**** MATERIAL FOR THE TASK ****

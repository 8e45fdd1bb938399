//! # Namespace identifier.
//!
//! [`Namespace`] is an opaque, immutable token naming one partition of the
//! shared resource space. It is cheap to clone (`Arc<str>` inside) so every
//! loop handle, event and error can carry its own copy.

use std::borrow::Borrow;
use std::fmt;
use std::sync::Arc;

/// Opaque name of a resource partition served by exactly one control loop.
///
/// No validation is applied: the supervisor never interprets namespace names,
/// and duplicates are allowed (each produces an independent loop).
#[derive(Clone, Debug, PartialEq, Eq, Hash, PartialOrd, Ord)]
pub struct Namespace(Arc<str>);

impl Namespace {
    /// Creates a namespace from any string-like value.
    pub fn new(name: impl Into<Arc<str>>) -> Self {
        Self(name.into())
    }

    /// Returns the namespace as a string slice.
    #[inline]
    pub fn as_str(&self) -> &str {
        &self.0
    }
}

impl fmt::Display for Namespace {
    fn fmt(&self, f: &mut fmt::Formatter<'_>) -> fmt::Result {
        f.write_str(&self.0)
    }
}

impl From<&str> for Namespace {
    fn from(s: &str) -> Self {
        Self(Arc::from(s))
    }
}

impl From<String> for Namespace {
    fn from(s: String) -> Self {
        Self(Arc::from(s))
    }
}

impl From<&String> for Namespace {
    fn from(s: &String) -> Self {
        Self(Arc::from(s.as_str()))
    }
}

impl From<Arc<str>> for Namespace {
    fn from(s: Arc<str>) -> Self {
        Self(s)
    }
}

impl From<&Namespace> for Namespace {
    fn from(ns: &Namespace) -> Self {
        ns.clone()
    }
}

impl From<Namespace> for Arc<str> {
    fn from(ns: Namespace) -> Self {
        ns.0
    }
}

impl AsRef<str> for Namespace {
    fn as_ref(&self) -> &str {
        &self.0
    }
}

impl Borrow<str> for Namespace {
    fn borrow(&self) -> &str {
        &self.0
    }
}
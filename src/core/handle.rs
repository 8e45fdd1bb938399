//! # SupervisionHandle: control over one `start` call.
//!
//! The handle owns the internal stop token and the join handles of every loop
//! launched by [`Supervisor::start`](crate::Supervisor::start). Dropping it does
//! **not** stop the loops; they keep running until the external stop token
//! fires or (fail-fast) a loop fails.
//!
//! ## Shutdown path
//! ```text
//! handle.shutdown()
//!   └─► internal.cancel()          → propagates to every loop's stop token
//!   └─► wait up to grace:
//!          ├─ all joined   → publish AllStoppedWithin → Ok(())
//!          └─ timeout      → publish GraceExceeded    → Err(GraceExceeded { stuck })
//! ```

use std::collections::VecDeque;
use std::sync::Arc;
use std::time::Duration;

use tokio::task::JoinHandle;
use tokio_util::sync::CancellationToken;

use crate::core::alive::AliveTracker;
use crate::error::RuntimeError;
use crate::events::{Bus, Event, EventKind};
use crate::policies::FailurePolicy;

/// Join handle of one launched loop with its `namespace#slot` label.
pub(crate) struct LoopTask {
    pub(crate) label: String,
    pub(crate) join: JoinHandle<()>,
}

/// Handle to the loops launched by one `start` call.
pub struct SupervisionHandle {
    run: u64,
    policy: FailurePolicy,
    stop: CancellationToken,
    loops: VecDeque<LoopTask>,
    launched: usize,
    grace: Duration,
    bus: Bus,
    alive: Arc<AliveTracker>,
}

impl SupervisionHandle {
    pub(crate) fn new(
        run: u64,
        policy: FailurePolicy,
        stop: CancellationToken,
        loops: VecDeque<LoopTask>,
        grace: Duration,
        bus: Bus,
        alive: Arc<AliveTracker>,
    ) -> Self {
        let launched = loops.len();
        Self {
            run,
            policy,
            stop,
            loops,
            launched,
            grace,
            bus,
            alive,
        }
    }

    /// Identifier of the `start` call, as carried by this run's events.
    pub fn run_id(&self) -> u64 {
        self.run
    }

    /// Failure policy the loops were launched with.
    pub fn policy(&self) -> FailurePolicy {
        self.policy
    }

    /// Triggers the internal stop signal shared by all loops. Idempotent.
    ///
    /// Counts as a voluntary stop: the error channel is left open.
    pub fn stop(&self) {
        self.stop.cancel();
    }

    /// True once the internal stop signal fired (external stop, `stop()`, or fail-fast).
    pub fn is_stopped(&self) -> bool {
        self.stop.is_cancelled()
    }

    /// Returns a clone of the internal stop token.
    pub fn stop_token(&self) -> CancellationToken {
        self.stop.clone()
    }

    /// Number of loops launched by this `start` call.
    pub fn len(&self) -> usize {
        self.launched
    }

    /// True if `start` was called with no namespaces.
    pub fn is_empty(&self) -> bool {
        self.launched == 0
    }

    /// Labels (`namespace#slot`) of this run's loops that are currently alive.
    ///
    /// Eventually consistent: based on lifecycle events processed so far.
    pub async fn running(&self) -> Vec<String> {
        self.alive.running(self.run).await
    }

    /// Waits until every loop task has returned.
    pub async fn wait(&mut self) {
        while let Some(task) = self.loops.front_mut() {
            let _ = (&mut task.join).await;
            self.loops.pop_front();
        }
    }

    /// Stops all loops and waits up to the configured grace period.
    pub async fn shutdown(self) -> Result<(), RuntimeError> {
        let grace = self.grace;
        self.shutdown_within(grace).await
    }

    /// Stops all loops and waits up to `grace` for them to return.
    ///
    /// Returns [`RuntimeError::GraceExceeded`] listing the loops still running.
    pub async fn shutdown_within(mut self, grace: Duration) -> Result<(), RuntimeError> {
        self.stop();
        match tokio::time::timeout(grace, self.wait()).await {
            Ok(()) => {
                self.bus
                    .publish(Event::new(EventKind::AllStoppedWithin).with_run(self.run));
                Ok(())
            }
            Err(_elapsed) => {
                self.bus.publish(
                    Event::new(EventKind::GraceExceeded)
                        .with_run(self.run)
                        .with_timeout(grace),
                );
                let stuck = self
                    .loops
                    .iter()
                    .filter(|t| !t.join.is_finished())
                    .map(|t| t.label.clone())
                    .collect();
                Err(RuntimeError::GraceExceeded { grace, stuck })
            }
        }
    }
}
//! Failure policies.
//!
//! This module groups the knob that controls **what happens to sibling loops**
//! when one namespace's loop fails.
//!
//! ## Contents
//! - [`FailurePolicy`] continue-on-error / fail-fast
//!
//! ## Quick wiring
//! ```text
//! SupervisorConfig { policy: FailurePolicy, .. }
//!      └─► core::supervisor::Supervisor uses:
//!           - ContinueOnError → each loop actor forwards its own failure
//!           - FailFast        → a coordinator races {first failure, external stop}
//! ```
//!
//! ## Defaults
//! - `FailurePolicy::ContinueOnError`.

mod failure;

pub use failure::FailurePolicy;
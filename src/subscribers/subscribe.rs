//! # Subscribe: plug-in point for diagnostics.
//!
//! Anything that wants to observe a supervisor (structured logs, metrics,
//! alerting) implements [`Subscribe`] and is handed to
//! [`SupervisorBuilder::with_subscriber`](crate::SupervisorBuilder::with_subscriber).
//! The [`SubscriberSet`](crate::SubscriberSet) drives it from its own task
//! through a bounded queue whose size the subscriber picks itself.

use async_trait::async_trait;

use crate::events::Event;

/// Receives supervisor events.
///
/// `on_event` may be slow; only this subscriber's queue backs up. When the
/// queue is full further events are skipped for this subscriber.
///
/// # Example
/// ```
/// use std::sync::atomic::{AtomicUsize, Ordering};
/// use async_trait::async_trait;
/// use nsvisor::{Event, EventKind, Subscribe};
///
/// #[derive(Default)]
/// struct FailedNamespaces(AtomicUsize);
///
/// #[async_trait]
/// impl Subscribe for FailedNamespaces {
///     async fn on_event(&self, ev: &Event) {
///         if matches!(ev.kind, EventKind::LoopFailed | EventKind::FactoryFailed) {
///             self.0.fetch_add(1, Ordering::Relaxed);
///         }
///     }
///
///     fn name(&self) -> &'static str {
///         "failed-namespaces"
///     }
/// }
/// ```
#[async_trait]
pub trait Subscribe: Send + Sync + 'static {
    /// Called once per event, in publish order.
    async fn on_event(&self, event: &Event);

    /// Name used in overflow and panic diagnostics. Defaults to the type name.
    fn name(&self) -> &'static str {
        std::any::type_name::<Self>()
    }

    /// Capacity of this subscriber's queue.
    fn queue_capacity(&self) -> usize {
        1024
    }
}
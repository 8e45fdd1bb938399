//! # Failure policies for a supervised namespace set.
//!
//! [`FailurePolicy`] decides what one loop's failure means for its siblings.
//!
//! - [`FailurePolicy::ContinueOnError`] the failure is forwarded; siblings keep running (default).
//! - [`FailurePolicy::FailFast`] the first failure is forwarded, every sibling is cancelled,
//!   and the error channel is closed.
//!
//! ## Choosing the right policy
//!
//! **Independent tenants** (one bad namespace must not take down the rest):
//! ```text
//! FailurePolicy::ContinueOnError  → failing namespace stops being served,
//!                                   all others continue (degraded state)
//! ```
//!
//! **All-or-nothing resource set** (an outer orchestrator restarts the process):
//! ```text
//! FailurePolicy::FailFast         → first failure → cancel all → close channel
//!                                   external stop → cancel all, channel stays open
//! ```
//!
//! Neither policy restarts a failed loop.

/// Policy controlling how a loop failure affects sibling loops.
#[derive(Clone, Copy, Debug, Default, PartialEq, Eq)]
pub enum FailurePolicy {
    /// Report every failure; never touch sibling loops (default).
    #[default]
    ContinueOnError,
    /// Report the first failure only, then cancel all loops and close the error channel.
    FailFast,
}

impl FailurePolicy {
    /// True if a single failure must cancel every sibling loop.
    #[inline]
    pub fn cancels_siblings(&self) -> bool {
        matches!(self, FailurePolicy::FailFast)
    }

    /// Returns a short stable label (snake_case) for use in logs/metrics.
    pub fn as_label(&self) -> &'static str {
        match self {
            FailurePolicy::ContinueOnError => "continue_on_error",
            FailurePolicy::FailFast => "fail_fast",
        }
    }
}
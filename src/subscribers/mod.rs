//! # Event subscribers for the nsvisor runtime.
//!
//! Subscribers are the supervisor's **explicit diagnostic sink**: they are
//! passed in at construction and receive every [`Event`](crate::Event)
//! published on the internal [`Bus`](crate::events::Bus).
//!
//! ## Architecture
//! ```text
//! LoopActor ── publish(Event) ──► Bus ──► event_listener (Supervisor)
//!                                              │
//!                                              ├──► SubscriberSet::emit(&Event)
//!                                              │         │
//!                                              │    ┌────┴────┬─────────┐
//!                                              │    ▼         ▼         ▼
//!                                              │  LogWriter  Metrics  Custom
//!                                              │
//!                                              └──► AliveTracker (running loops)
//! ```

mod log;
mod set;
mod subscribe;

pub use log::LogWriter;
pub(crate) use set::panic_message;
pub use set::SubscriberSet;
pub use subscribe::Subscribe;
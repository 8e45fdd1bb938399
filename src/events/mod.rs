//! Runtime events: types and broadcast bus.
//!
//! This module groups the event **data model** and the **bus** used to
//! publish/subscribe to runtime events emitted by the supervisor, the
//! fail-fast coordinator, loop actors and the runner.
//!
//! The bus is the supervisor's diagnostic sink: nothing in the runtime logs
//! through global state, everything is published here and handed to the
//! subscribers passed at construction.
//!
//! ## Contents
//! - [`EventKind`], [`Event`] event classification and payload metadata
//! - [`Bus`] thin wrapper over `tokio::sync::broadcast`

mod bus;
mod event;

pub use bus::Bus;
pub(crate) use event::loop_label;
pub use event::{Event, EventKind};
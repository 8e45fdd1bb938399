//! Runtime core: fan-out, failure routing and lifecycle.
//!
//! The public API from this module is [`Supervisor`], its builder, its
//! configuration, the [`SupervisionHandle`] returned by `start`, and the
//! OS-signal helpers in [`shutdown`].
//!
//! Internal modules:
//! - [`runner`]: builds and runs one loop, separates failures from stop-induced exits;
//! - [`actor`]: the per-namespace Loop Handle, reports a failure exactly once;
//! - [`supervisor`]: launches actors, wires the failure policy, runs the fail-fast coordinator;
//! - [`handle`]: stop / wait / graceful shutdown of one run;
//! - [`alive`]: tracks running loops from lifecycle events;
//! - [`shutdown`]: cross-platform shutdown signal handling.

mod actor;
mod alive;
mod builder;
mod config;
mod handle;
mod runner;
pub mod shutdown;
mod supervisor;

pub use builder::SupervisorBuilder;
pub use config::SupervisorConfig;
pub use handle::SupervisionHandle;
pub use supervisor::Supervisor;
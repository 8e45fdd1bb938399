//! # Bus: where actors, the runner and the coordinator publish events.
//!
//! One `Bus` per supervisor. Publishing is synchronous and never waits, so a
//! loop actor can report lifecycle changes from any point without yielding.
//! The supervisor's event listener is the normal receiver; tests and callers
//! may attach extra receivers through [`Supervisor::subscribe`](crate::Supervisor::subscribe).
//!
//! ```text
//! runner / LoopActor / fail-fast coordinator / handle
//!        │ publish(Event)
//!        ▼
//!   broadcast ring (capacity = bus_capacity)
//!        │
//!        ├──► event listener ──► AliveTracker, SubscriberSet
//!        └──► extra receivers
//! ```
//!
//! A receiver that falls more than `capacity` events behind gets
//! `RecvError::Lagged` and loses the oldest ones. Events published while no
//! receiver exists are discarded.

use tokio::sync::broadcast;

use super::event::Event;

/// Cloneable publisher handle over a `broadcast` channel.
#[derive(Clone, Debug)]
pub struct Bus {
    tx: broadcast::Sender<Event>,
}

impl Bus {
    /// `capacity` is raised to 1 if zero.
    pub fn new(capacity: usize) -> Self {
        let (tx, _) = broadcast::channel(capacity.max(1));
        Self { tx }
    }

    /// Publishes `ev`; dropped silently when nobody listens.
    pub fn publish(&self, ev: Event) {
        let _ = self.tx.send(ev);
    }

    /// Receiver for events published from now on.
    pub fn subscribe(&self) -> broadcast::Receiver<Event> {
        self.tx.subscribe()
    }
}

****

* **WORK REQUIRED**: Above are some lines. Repeat exactly, and only, those from the line that has "pub async fn shutdown(self)" through the line that has "match tokio::time::timeout(grace, self.wait()).await".

* **RESPONSE TO THIS TASK**:
    pub async fn shutdown(self) -> Result<(), RuntimeError> {
        let grace = self.grace;
        self.shutdown_within(grace).await
    }

    /// Stops all loops and waits up to `grace` for them to return.
    ///
    /// Returns [`RuntimeError::GraceExceeded`] listing the loops still running.
    pub async fn shutdown_within(mut self, grace: Duration) -> Result<(), RuntimeError> {
        self.stop();
        match tokio::time::timeout(grace, self.wait()).await {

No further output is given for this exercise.